Beitragvon 2c4a3f3r » Fr 18. Apr 2014, 11:49

lucky cruiser hat geschrieben:Nicht übersehen werden darf der Luftdruck hinten. Der muss bei voller Beladung oft zusätzlich nach oben korrigiert werden. Und dann im Einzelbetrieb wieder runter, sonst meinst du, du fährst auf Holzreifen.
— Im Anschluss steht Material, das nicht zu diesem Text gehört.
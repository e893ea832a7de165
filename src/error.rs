//! Error types and Axum response conversions.
//!
//! The error set is deliberately closed: every failure a handler can produce
//! maps to exactly one of these variants, and the HTTP status mapping lives
//! in one place. Anything outside the anticipated classes is `Internal` and
//! surfaces as a 500 with a generic body.

use axum::{
    extract::rejection::JsonRejection,
    extract::{FromRequest, Request},
    http::StatusCode,
    response::{IntoResponse, Response},
    Json,
};
use serde_json::json;

/// Application error types.
#[derive(Debug, thiserror::Error)]
pub enum AppError {
    #[error("Internal error: {0}")]
    Internal(String),

    #[error("Bad request: {0}")]
    BadRequest(String),

    #[error("Unauthorized: {0}")]
    Unauthorized(String),

    #[error("Conflict: {0}")]
    Conflict(String),
}

impl IntoResponse for AppError {
    fn into_response(self) -> Response {
        let (status, message) = match &self {
            AppError::Internal(msg) => {
                // Log detailed error server-side, return generic message to client
                tracing::error!(error = %msg, "Internal server error");
                (
                    StatusCode::INTERNAL_SERVER_ERROR,
                    "Internal server error".to_string(),
                )
            }
            AppError::BadRequest(msg) => (StatusCode::BAD_REQUEST, msg.clone()),
            AppError::Unauthorized(msg) => (StatusCode::UNAUTHORIZED, msg.clone()),
            AppError::Conflict(msg) => (StatusCode::UNPROCESSABLE_ENTITY, msg.clone()),
        };

        let body = Json(json!({
            "error": message
        }));

        (status, body).into_response()
    }
}

// Convenience conversions from common error types
impl From<redis::RedisError> for AppError {
    fn from(err: redis::RedisError) -> Self {
        AppError::Internal(format!("Redis error: {}", err))
    }
}

impl From<serde_json::Error> for AppError {
    fn from(err: serde_json::Error) -> Self {
        AppError::Internal(format!("JSON error: {}", err))
    }
}

/// JSON body extractor whose rejection is an [`AppError`].
///
/// Missing required fields, wrong types, and unparseable bodies all come
/// back as a structured 400 `{"error": ...}` instead of axum's plain-text
/// rejection, before any storage call is attempted.
pub struct AppJson<T>(pub T);

impl<S, T> FromRequest<S> for AppJson<T>
where
    Json<T>: FromRequest<S, Rejection = JsonRejection>,
    S: Send + Sync,
{
    type Rejection = AppError;

    async fn from_request(req: Request, state: &S) -> Result<Self, Self::Rejection> {
        match Json::<T>::from_request(req, state).await {
            Ok(Json(value)) => Ok(AppJson(value)),
            Err(rejection) => Err(AppError::BadRequest(rejection.body_text())),
        }
    }
}
//! Axum extractors for session authentication.

use crate::auth::session::SESSION_COOKIE;
use crate::config::Config;
use crate::error::AppError;
use crate::storage;
use axum::{
    extract::{FromRequestParts, OptionalFromRequestParts},
    http::request::Parts,
};
use axum_extra::extract::cookie::CookieJar;
use std::sync::Arc;

/// Application state shared across handlers.
#[derive(Clone)]
pub struct AppState {
    pub redis: redis::Client,
    pub config: Arc<Config>,
}

/// Authenticated session extractor.
///
/// Extracts the session token from the session cookie and resolves it
/// against the session store. Rejects with 401 `{"error": "Unauthorized"}`
/// when the cookie is missing or the token is unknown or expired, making the
/// authorization check a pure function of (request parts, state).
pub struct AuthSession {
    pub user_id: i64,
    pub token: String,
}

impl FromRequestParts<AppState> for AuthSession {
    type Rejection = AppError;

    async fn from_request_parts(
        parts: &mut Parts,
        state: &AppState,
    ) -> Result<Self, Self::Rejection> {
        // Extract session token from cookie
        let jar = CookieJar::from_headers(&parts.headers);
        let token = jar
            .get(SESSION_COOKIE)
            .map(|cookie| cookie.value().to_string())
            .ok_or_else(|| AppError::Unauthorized("Unauthorized".to_string()))?;

        // Get Redis connection
        let mut con = state
            .redis
            .get_multiplexed_async_connection()
            .await
            .map_err(|e| AppError::Internal(format!("Redis connection error: {}", e)))?;

        // Look up session
        let session = storage::session::get_session(&mut con, &token)
            .await?
            .ok_or_else(|| AppError::Unauthorized("Unauthorized".to_string()))?;

        Ok(AuthSession {
            user_id: session.user_id,
            token,
        })
    }
}

/// Optional authenticated session extraction, for handlers that behave the
/// same with or without a session (logout).
///
/// Yields Some(AuthSession) if a valid session cookie is present, None
/// otherwise. Does not fail the request if auth is missing or invalid,
/// which is what makes logout idempotent.
impl OptionalFromRequestParts<AppState> for AuthSession {
    type Rejection = AppError;

    async fn from_request_parts(
        parts: &mut Parts,
        state: &AppState,
    ) -> Result<Option<Self>, Self::Rejection> {
        // Try to extract auth session, but don't fail if it's not present
        match <AuthSession as FromRequestParts<AppState>>::from_request_parts(parts, state).await {
            Ok(session) => Ok(Some(session)),
            Err(_) => Ok(None),
        }
    }
}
Das Thema Reifendruck ist mir leider noch ein wenig unklar. Auf der GD klebt an der Hinterradschwinge ein Schild, dass aussagt, der Reifendruck hinten sollte 2,25bar betragen. Beim schmökern in der Bedienungsanleitung gestern Abend jedoch, macht MSA die Angabe, der korrekte Druck sei 2,4 bzw. 2,6bar mit Sozius.
Reifendimension ist: 150/60-17. Den Reifendruck gemessen habe ich noch nicht, da mir der Händler sagte er habe dies getan. Rein vom Fahrgefühl her hatten die Reifen ein sehr gutes Handling, sowie Kurvenverhalten. Nur leider ein ziemlich hohes Rollgeräusch. Ich werden die Tage mal messen und den Druck ggf. korrigieren und dann berichten!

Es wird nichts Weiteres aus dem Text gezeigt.